When I returned to training, my coach, Sam, adjusted my movements to reduce pressure on my knee and ankle. He also taught me a simple trick to ease the aching: rolling a golf ball under my foot. Sam is a big guy, and here he was, pressing my foot down with force against a ball on a concrete floor. I don’t know if I’ve ever willingly felt pain like that before. It was brutal, but it helped. We repeated the ritual before workouts, and eventually, the discomfort faded.
Still, the aching came and went over the years, shifting between my knee and ankle. I saw doctors, got X-rays, even an MRI on my knee in 2023—nothing conclusive. So I stuck with the ball trick, wore a knee compression sleeve for high-intensity training, and worked around it when needed.

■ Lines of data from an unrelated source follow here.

/// Summary statistics of a dataset of `f32` samples.
///
/// Computed in a single pass; used to report the fitness spread of a
/// population per generation.
#[derive(Debug, Clone, Copy, PartialEq)]
pub struct DescriptiveStats {
    /// Number of samples.
    pub count: usize,
    /// Smallest sample.
    pub min: f32,
    /// Largest sample.
    pub max: f32,
    /// Arithmetic mean.
    pub mean: f32,
    /// Population standard deviation.
    pub std_dev: f32,
}

impl DescriptiveStats {
    /// Accumulates statistics over `samples`.
    ///
    /// Returns `None` for an empty dataset.
    #[expect(clippy::cast_precision_loss)]
    #[must_use]
    pub fn new<I>(samples: I) -> Option<Self>
    where
        I: IntoIterator<Item = f32>,
    {
        let mut count = 0_usize;
        let mut min = f32::INFINITY;
        let mut max = f32::NEG_INFINITY;
        let mut sum = 0.0_f32;
        let mut sum_sq = 0.0_f32;
        for sample in samples {
            count += 1;
            min = min.min(sample);
            max = max.max(sample);
            sum += sample;
            sum_sq += sample * sample;
        }
        if count == 0 {
            return None;
        }
        let n = count as f32;
        let mean = sum / n;
        // Population variance; guard against tiny negative values from
        // floating-point cancellation.
        let variance = (sum_sq / n - mean * mean).max(0.0);
        Some(Self {
            count,
            min,
            max,
            mean,
            std_dev: variance.sqrt(),
        })
    }
}

#[cfg(test)]
mod tests {
    use super::*;

    #[test]
    fn empty_input_yields_none() {
        assert_eq!(DescriptiveStats::new(std::iter::empty()), None);
    }

    #[test]
    fn single_sample() {
        let stats = DescriptiveStats::new([3.5]).unwrap();
        assert_eq!(stats.count, 1);
        assert_eq!(stats.min, 3.5);
        assert_eq!(stats.max, 3.5);
        assert_eq!(stats.mean, 3.5);
        assert_eq!(stats.std_dev, 0.0);
    }

    #[test]
    fn known_values() {
        let stats = DescriptiveStats::new([2.0, 4.0, 4.0, 4.0, 5.0, 5.0, 7.0, 9.0]).unwrap();
        assert_eq!(stats.count, 8);
        assert_eq!(stats.min, 2.0);
        assert_eq!(stats.max, 9.0);
        assert!((stats.mean - 5.0).abs() < 1e-6);
        assert!((stats.std_dev - 2.0).abs() < 1e-5);
    }

    #[test]
    fn identical_samples_have_zero_spread() {
        let stats = DescriptiveStats::new([1.25; 10]).unwrap();
        assert_eq!(stats.std_dev, 0.0);
        assert_eq!(stats.min, stats.max);
    }
}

Then, this past December, a month after my first marathon, the pain returned as I eased back into running. Strangely, it hadn’t been an issue during training or the race. I took a week off. Then another. Then another. I thought rest would help, but nothing changed.
Before leaving for Arizona, I was more diligent about the ball rolling, and luckily, the aching let up enough for me to hike while I was there. Encouraged, I started running again when I got home. The discomfort wasn’t gone entirely, but it was manageable. Still, I was tired of searching for answers, so I got an ankle MRI.

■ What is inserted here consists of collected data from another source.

//! Genetic operators: elitist selection, mean crossover, bounded mutation.
//!
//! All operators are free functions over value-semantic [`Location`]s; none
//! of them touches ambient state, so they can be exercised in isolation with
//! a seeded RNG.

use std::iter;

use rand::Rng;
use sitewise_evaluator::LocationEvaluator;
use sitewise_model::{CriteriaConfig, Location, WeightVector};

/// Selects the `elite_count` best locations by fitness.
///
/// The population is scored once and stable-sorted descending, so locations
/// with equal fitness keep their current order and repeated runs stay
/// reproducible. If `elite_count` exceeds the population length, the whole
/// sorted population is returned.
///
/// # Panics
///
/// Panics if `elite_count` is zero.
#[must_use]
pub fn select_elites<E>(
    population: &[Location],
    evaluator: &E,
    weights: &WeightVector,
    elite_count: usize,
) -> Vec<Location>
where
    E: LocationEvaluator + ?Sized,
{
    assert!(elite_count >= 1, "elite count must be at least 1");
    let mut scored = population
        .iter()
        .map(|location| (evaluator.evaluate(location, weights), location))
        .collect::<Vec<_>>();
    scored.sort_by(|a, b| b.0.total_cmp(&a.0));
    scored
        .into_iter()
        .take(elite_count)
        .map(|(_, location)| location.clone())
        .collect()
}

/// Blends two parents into a child by arithmetic mean.
///
/// The child takes its id from `parent1`. The mean of two in-range values is
/// in range, so no clamping is needed.
#[must_use]
pub fn crossover(parent1: &Location, parent2: &Location) -> Location {
    debug_assert_eq!(parent1.values().len(), parent2.values().len());
    let values = iter::zip(parent1.values(), parent2.values())
        .map(|(a, b)| (a + b) / 2.0)
        .collect();
    Location::new(parent1.id(), values)
}

/// Mutates a location with probability `mutation_rate`.
///
/// The decision is all-or-nothing per offspring, not per attribute: when it
/// fires, every attribute is shifted by uniform noise from `[-0.5, 0.5)` and
/// clamped back into the configured range; otherwise the location is
/// returned untouched.
#[must_use]
pub fn mutate<R>(
    config: &CriteriaConfig,
    location: Location,
    mutation_rate: f32,
    rng: &mut R,
) -> Location
where
    R: Rng + ?Sized,
{
    if !rng.random_bool(f64::from(mutation_rate)) {
        return location;
    }
    let range = config.range();
    let values = location
        .values()
        .iter()
        .map(|&value| range.clamp(value + rng.random::<f32>() - 0.5))
        .collect();
    Location::new(location.id(), values)
}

And, well, my ankle is pretty messed up.
The MRI showed an old sprain, scar tissue, and ligaments that “resemble an overstretched rubber band that’s lost its elasticity.” Beautiful. The doctor pointed to evidence of an injury from childhood, and he was right—I sprained my ankle when I was four, jumping around at a family friend’s house. Incredible to think a long-forgotten injury is still haunting me 30 years later.
I don’t need surgery, but I’ll be starting physical therapy to strengthen the ankle.

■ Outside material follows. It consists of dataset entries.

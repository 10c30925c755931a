//! Domain model for weighted-criteria site search.
//!
//! This crate defines the two inputs every other part of the system works
//! with:
//!
//! 1. **Criteria configuration** ([`config`]) - the scored dimensions of a
//!    search: ordered criterion ids, display labels, a shared value range,
//!    polarity flags, and default weights. Supplied raw (e.g. from a JSON
//!    file), validated once, and passed around as an immutable
//!    [`CriteriaConfig`].
//!
//! 2. **Candidates** ([`candidate`]) - a [`Location`] (one attribute value
//!    per criterion) and a [`WeightVector`] (one importance multiplier per
//!    criterion), plus their random generation.
//!
//! Configuration is explicit, never ambient: generators, evaluators, and
//! genetic operators all receive a `&CriteriaConfig`, so independent
//! configurations can run side by side and every piece is testable in
//! isolation.
//!
//! All random generation goes through a caller-supplied `rand::Rng`, which
//! keeps runs reproducible when the caller seeds the source.

pub use self::{
    candidate::{Location, WeightVector},
    config::{ConfigError, CriteriaConfig, Criterion, Polarity, RawCriteriaConfig, ValueRange},
};

pub mod candidate;
pub mod config;
//! Small descriptive-statistics helpers for search reporting.

pub mod descriptive;

pub use self::descriptive::DescriptiveStats;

Since getting the MRI results, I’ve been thinking about the past several years—how I’ve pushed my body in all sorts of ways: powerlifting, strongman, endurance events. Achieving things I once thought impossible.
Would I have taken on these challenges if I had known about the state of my ankle?
Or would I have convinced myself I had a “bad ankle” and held back?
We put limits on ourselves all the time, often without realizing it. Some constraints are real—time, money, environment—but more often, they exist in our heads. Stories we tell ourselves.
It’s fascinating—now that I have clarity on my ankle, I already feel a shift in my mindset. I recently started training for another HYROX in March, and for the first time, I caught myself questioning my ability to perform or even take on the challenge.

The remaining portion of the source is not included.